Philomena, de Stephen Frears,
évoquant, la recherche de son enfant jusqu’aux Etats-Unis par une femme qui
s’était retrouvée adolescente dans un de ces odieux couvents irlandais pour
« filles-mères » que l’on connaissait déjà grâce au beau film Magdalene Sisters. Mais ici on est
plutôt centré sur une démarche individuelle et sur le temps d’aujourd'hui. La
femme, de condition modeste, toujours croyante, avait toujours gardé le secret
sur cette part de sa vie et sur ce déchirement. Mais, vieillissante, elle
éprouve le besoin impérieux de partir à la recherche de cet enfant perdu. Elle
le fait, aidée d’un journaliste qui l’accompagne dans sa quête. Le film est magnifiquement
interprété, jamais pesant et non dénué d’humour malgré le tragique de ce qu’il
raconte. Il n’y a pas d’happy end mais pourtant on sort rasséréné de cette
quête même si elle mène à une tombe. C’est un film simple, chaleureux, émouvant
et moi, qui n’ai pas la larme facile, j’ai senti à certains moments mes yeux
s’embuer.
Ida raconte quelques jours de
la vie d’une jeune femme polonaise au début des années 60, confrontée à la
découverte de ses origines juives et du massacre de ses parents pendant la
guerre, au moment même où, jeune novice, elle s’apprête à prononcer ses vœux
dans le couvent où elle a été élevée. Quête initiatique qui là aussi passe par
la confrontation avec les morts pour atteindre, peut-être, à la sérénité. Le
film est tourné dans un superbe noir et blanc qui permet tout autant de faire
ressortir la triste ambiance de la Pologne communiste que la lumière des
visages, tout spécialement celui de la jeune Ida. Cette capacité à faire
rayonner les visages de leur lumière intérieure m’a fait penser à Bresson. En
plus, pour ne rien gâter, il se trouve que j’ai vu ce film, profitant d’un bref
passage à Paris, dans la splendide grande salle du Louxor, récemment rénové et
que je ne connaissais pas encore. « Le Palais du cinéma », comme ils
disent. C’est juste et c’est plaisir de retrouver des salles pareilles. Avec en
plus le bar avec sa terrasse où on peut aller prendre un verre après la séance
et d’où l’on domine le carrefour Barbès et le métro aérien.
Hier, j’ai vu ici Twelve
years a slave. Ce n’est pas mal bien sûr. C’est intéressant. Très bien
interprété. Très bien filmé. Spectaculaire. Un peu trop peut-être. Une belle et
grandiose machine cinématographique. Je ne regrette pas du tout de l’avoir vu.

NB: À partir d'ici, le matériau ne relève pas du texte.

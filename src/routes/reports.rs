use std::str::FromStr;

use serde::{Deserialize, Serialize};

use crate::api::{SchoolId, StudentId, UserId};
use crate::models::{ComplaintStatus, ComplaintType};

// =========================================================
// Report export types + route
// =========================================================

/// Collections that can be exported.
#[derive(Debug, Clone, Copy, PartialEq, Eq, Serialize, Deserialize)]
#[serde(rename_all = "lowercase")]
pub enum ReportType {
    Schools,
    Teachers,
    Students,
    Complaints,
}

impl FromStr for ReportType {
    type Err = String;

    fn from_str(s: &str) -> Result<Self, Self::Err> {
        match s {
            "schools" => Ok(Self::Schools),
            "teachers" => Ok(Self::Teachers),
            "students" => Ok(Self::Students),
            "complaints" => Ok(Self::Complaints),
            other => Err(format!("Unknown report type: {}", other)),
        }
    }
}

#[derive(Debug, Clone, Copy, PartialEq, Eq, Default, Serialize, Deserialize)]
#[serde(rename_all = "lowercase")]
pub enum ReportFormat {
    #[default]
    Csv,
    Json,
}

/// Teacher columns included in exports.
#[derive(Debug, Clone, PartialEq, Serialize, Deserialize)]
#[serde(rename_all = "camelCase")]
pub struct TeacherReportRow {
    pub id: i64,
    pub user_id: UserId,
    pub school_id: SchoolId,
    pub subject: String,
    pub assigned_classes: Vec<String>,
}

/// Student columns included in exports.
#[derive(Debug, Clone, PartialEq, Serialize, Deserialize)]
#[serde(rename_all = "camelCase")]
pub struct StudentReportRow {
    pub id: StudentId,
    pub user_id: UserId,
    pub school_id: SchoolId,
    pub grade: String,
    pub marks: f64,
    pub attendance_rate: f64,
    pub scholarship_eligible: bool,
}

/// Complaint columns included in exports.
#[derive(Debug, Clone, PartialEq, Serialize, Deserialize)]
#[serde(rename_all = "camelCase")]
pub struct ComplaintReportRow {
    pub id: i64,
    pub school_id: Option<SchoolId>,
    pub title: String,
    pub status: ComplaintStatus,
    pub created_at: chrono::DateTime<chrono::Utc>,
    pub classification: Option<ComplaintType>,
}

/// Route name constant for report export.
pub const EXPORT_REPORT: &str = "export_report";

#[cfg(test)]
mod tests {
    use super::*;

    #[test]
    fn test_report_type_parsing() {
        assert_eq!("schools".parse::<ReportType>().unwrap(), ReportType::Schools);
        assert_eq!("complaints".parse::<ReportType>().unwrap(), ReportType::Complaints);
        assert!("grades".parse::<ReportType>().is_err());
    }

    #[test]
    fn test_report_format_default_is_csv() {
        assert_eq!(ReportFormat::default(), ReportFormat::Csv);
    }

    #[test]
    fn test_student_row_column_order() {
        let row = StudentReportRow {
            id: StudentId::new(1),
            user_id: UserId::new(2),
            school_id: SchoolId::new(3),
            grade: "4th".to_string(),
            marks: 70.0,
            attendance_rate: 85.0,
            scholarship_eligible: false,
        };
        let value = serde_json::to_value(&row).unwrap();
        let keys: Vec<&String> = value.as_object().unwrap().keys().collect();
        // CSV headers come from this order
        assert_eq!(
            keys,
            ["id", "userId", "schoolId", "grade", "marks", "attendanceRate", "scholarshipEligible"]
        );
    }
}
/// POST /api/students
pub async fn create_student(
    State(state): State<AppState>,
    Json(request): Json<CreateStudentRequest>,
) -> Result<(StatusCode, Json<StudentWithUser>), AppError> {
    let created = db_services::create_student_with_account(
        state.repository.as_ref(),
        request.student,
        request.user,
    )
    .await?;
    Ok((StatusCode::CREATED, Json(created)))
}

/// POST /api/students/{id}/face-data
pub async fn set_student_face_data(
    State(state): State<AppState>,
    Path(id): Path<i64>,
    Json(request): Json<FaceDataRequest>,
) -> HandlerResult<MessageResponse> {
    let updated = state
        .repository
        .set_student_face_data(StudentId::new(id), request.image_base64)
        .await?;
    if !updated {
        return Err(AppError::NotFound("Not found".to_string()));
    }
    Ok(Json(MessageResponse::ok()))
}

// =============================================================================
// Teachers
// =============================================================================

/// GET /api/teachers
pub async fn list_teachers(
    State(state): State<AppState>,
    Query(query): Query<SchoolScopedQuery>,
) -> HandlerResult<Vec<TeacherWithUser>> {
    let teachers =
        db_services::teachers_with_users(state.repository.as_ref(), query.school_id).await?;
    Ok(Json(teachers))
}

/// GET /api/teachers/{id}
pub async fn get_teacher(
    State(state): State<AppState>,
    Path(id): Path<i64>,
) -> HandlerResult<TeacherWithUser> {
    let teacher = db_services::teacher_with_user(state.repository.as_ref(), TeacherId::new(id))
        .await?
        .ok_or_else(|| AppError::NotFound("Not found".to_string()))?;
    Ok(Json(teacher))
}

/// POST /api/teachers
pub async fn create_teacher(
    State(state): State<AppState>,
    Json(request): Json<CreateTeacherRequest>,
) -> Result<(StatusCode, Json<TeacherWithUser>), AppError> {
    let created = db_services::create_teacher_with_account(
        state.repository.as_ref(),
        request.teacher,
        request.user,
    )
    .await?;
    Ok((StatusCode::CREATED, Json(created)))
}

/// PUT /api/teachers/{id}
pub async fn update_teacher(
    State(state): State<AppState>,
    Path(id): Path<i64>,
    Json(patch): Json<TeacherPatch>,
) -> HandlerResult<crate::models::Teacher> {
    let updated = state
        .repository
        .update_teacher(TeacherId::new(id), patch)
        .await?
        .ok_or_else(|| AppError::NotFound("Not found".to_string()))?;
    Ok(Json(updated))
}

/// DELETE /api/teachers/{id}
///
/// Deletes the teacher and its linked account.
pub async fn delete_teacher(
    State(state): State<AppState>,
    Path(id): Path<i64>,
) -> HandlerResult<MessageResponse> {
    if !state.repository.delete_teacher(TeacherId::new(id)).await? {
        return Err(AppError::NotFound("Not found".to_string()));
    }
    Ok(Json(MessageResponse {
        message: "deleted".to_string(),
    }))
}

/// POST /api/teachers/{id}/face-data
pub async fn set_teacher_face_data(
    State(state): State<AppState>,
    Path(id): Path<i64>,
    Json(request): Json<FaceDataRequest>,
) -> HandlerResult<MessageResponse> {
    let updated = state
        .repository
        .set_teacher_face_data(TeacherId::new(id), request.image_base64)
        .await?;
    if !updated {
        return Err(AppError::NotFound("Not found".to_string()));
    }
    Ok(Json(MessageResponse::ok()))
}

Mais je ne peux m’empêcher d’être bien plus touché, émotionnellement atteint,
par des films plus modestes, plus sobres, comme les deux précédemment cités.
J'avais lu Mrs Dalloway. Il y a longtemps. J'en garde le souvenir d'un éblouissement. Et ce billet extrêmement pertinent m'a donné envie de me replonger dedans.
RépondreSupprimerMerci de ce commentaire appréciateur.
RépondreSupprimerEt bonne relecture, alors!
J'ai vu les deux films dont tu parles et je partage tes appréciations. Ils sont tous les deux très beaux, et même enthousiasmants.